[DESCRIPTION OF THE TASK]: Using the listing below, count every line that contains the word "invalid"; respond with the count alone.

[SUPPLIED RECORDS]:
┏━━

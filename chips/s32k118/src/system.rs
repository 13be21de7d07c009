// Licensed under the Apache License, Version 2.0 or the MIT License.
// SPDX-License-Identifier: Apache-2.0 OR MIT
// Copyright Tock Contributors 2022.

//! Start-up and system support: watchdog disable, core clock tracking and
//! software reset.

use core::sync::atomic::{AtomicU32, Ordering};

use tock_registers::interfaces::{Readable, Writeable};
use tock_registers::LocalRegisterCopy;

use crate::chip_config::S32k118Config;
use crate::errorcode::ErrorCode;
use crate::features::{SCG_FIRC_FREQ0, SCG_SIRC_HIGH_RANGE_FREQ};
use crate::scb::{self, SCB_BASE};
use crate::scg::{self, CLOCK_CONFIG, FIRCCFG, SIRCCFG};
use crate::wdog::{self, CS, TOVAL};

/// Core clock after reset: FIRC, undivided.
pub const DEFAULT_SYSTEM_CLOCK: u32 = SCG_FIRC_FREQ0;

static CORE_CLOCK: AtomicU32 = AtomicU32::new(DEFAULT_SYSTEM_CLOCK);

/// Early chip initialization, to be called before `main` touches anything.
///
/// When the configuration asks for it the watchdog is unlocked and
/// reconfigured as disabled, clocked from the LPO, with updates still
/// allowed so that a driver may enable it later.
pub fn init<C: S32k118Config>() {
    if C::DISABLE_WDOG {
        let regs = wdog::WDOG_BASE;
        regs.cnt.set(wdog::UNLOCK_KEY);
        // The configuration below must not land before the unlock completes.
        let _ = regs.cnt.get();
        regs.cs.write(CS::CMD32EN::SET + CS::CLK::Lpo + CS::EN::CLEAR + CS::UPDATE::SET);
        regs.toval.write(TOVAL::TOVALLOW.val(0xFF) + TOVAL::TOVALHIGH.val(0xFF));
    }
}

/// Core clock frequency for the given SCG register values.
///
/// `csr` is `SCG_CSR`, `sirccfg` and `firccfg` are the corresponding
/// oscillator configuration registers and `xtal_hz` is the frequency on the
/// SOSC pins.
pub fn core_clock_from(
    csr: u32,
    sirccfg: u32,
    firccfg: u32,
    xtal_hz: u32,
) -> Result<u32, ErrorCode> {
    let csr = LocalRegisterCopy::<u32, CLOCK_CONFIG::Register>::new(csr);
    let divider = csr.read(CLOCK_CONFIG::DIVCORE) + 1;

    let source = match csr.read_as_enum(CLOCK_CONFIG::SCS) {
        Some(CLOCK_CONFIG::SCS::Value::Sosc) => xtal_hz,
        Some(CLOCK_CONFIG::SCS::Value::Sirc) => {
            let cfg = LocalRegisterCopy::<u32, SIRCCFG::Register>::new(sirccfg);
            if cfg.read(SIRCCFG::RANGE) == 0 {
                return Err(ErrorCode::INVAL);
            }
            SCG_SIRC_HIGH_RANGE_FREQ
        }
        Some(CLOCK_CONFIG::SCS::Value::Firc) => {
            let cfg = LocalRegisterCopy::<u32, FIRCCFG::Register>::new(firccfg);
            if cfg.read(FIRCCFG::RANGE) != 0 {
                return Err(ErrorCode::INVAL);
            }
            SCG_FIRC_FREQ0
        }
        None => return Err(ErrorCode::INVAL),
    };

    Ok(source / divider)
}

/// Recompute the core clock from the SCG registers.
///
/// Must be called after every change of the system clock. On an invalid
/// clock configuration the previously recorded frequency is kept.
pub fn core_clock_update<C: S32k118Config>() -> Result<u32, ErrorCode> {
    let regs = scg::SCG_BASE;
    let hz = core_clock_from(
        regs.csr.get(),
        regs.sirccfg.get(),
        regs.firccfg.get(),
        C::XTAL_CLK_HZ,
    )?;
    CORE_CLOCK.store(hz, Ordering::Relaxed);
    Ok(hz)
}

/// Last core clock frequency recorded by [`core_clock_update`].
pub fn core_clock() -> u32 {
    CORE_CLOCK.load(Ordering::Relaxed)
}

/// Request a system reset through AIRCR.
pub fn software_reset() -> ! {
    let aircr = SCB_BASE.aircr.get();
    SCB_BASE.aircr.set(scb::reset_request_value(aircr));
    loop {
        core::hint::spin_loop();
    }
}

#[cfg(test)]
mod tests {
    use super::*;

    const XTAL: u32 = 40_000_000;

    fn csr(scs: u32, divcore: u32) -> u32 {
        u32::from(CLOCK_CONFIG::SCS.val(scs) + CLOCK_CONFIG::DIVCORE.val(divcore))
    }

    #[test]
    fn sosc_runs_at_crystal_frequency() {
        assert_eq!(core_clock_from(csr(1, 0), 0, 0, XTAL), Ok(40_000_000));
        assert_eq!(core_clock_from(csr(1, 1), 0, 0, XTAL), Ok(20_000_000));
    }

    #[test]
    fn sirc_requires_high_range() {
        let high = u32::from(SIRCCFG::RANGE::High8MHz);
        assert_eq!(core_clock_from(csr(2, 0), high, 0, XTAL), Ok(8_000_000));
        assert_eq!(core_clock_from(csr(2, 3), high, 0, XTAL), Ok(2_000_000));
        assert_eq!(core_clock_from(csr(2, 0), 0, 0, XTAL), Err(ErrorCode::INVAL));
    }

    #[test]
    fn firc_requires_trimmed_range() {
        assert_eq!(core_clock_from(csr(3, 0), 0, 0, XTAL), Ok(48_000_000));
        assert_eq!(core_clock_from(csr(3, 2), 0, 0, XTAL), Ok(16_000_000));
        assert_eq!(core_clock_from(csr(3, 0), 0, 1, XTAL), Err(ErrorCode::INVAL));
    }

    #[test]
    fn unknown_source_is_rejected() {
        assert_eq!(core_clock_from(csr(0, 0), 1, 0, XTAL), Err(ErrorCode::INVAL));
        assert_eq!(core_clock_from(csr(6, 0), 1, 0, XTAL), Err(ErrorCode::INVAL));
    }

    #[test]
    fn default_clock_is_firc() {
        assert_eq!(core_clock(), 48_000_000);
    }

    #[test]
    fn watchdog_disable_words() {
        let cs = u32::from(CS::CMD32EN::SET + CS::CLK::Lpo + CS::EN::CLEAR + CS::UPDATE::SET);
        assert_eq!(cs, 0x2120);
        let toval = u32::from(TOVAL::TOVALLOW.val(0xFF) + TOVAL::TOVALHIGH.val(0xFF));
        assert_eq!(toval, 0xFFFF);
    }
}
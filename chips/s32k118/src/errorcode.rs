// Licensed under the Apache License, Version 2.0 or the MIT License.
// SPDX-License-Identifier: Apache-2.0 OR MIT
// Copyright Tock Contributors 2022.

//! Error codes returned by the system support routines.

/// Errors reported by the few fallible operations in this crate.
///
/// The numbering follows the Tock kernel so that a board crate can forward
/// these values unchanged.
#[derive(Clone, Copy, Debug, PartialEq, Eq)]
#[repr(usize)]
pub enum ErrorCode {
    /// Generic failure condition
    FAIL = 0,
    /// The component is powered down
    OFF = 3,
    /// An invalid parameter was passed, or hardware is in an invalid state
    INVAL = 5,
    /// Operation or command is unsupported
    NOSUPPORT = 9,
}

impl From<ErrorCode> for usize {
    fn from(err: ErrorCode) -> usize {
        err as usize
    }
}

impl core::fmt::Display for ErrorCode {
    fn fmt(&self, f: &mut core::fmt::Formatter<'_>) -> core::fmt::Result {
        let s = match self {
            ErrorCode::FAIL => "generic failure",
            ErrorCode::OFF => "component powered down",
            ErrorCode::INVAL => "invalid parameter or state",
            ErrorCode::NOSUPPORT => "unsupported operation",
        };
        f.write_str(s)
    }
}

#[cfg(test)]
mod tests {
    use super::ErrorCode;

    #[test]
    fn numbering_matches_kernel() {
        assert_eq!(usize::from(ErrorCode::FAIL), 0);
        assert_eq!(usize::from(ErrorCode::OFF), 3);
        assert_eq!(usize::from(ErrorCode::INVAL), 5);
        assert_eq!(usize::from(ErrorCode::NOSUPPORT), 9);
    }
}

┗━━

[EXERCISE RESULT]: 3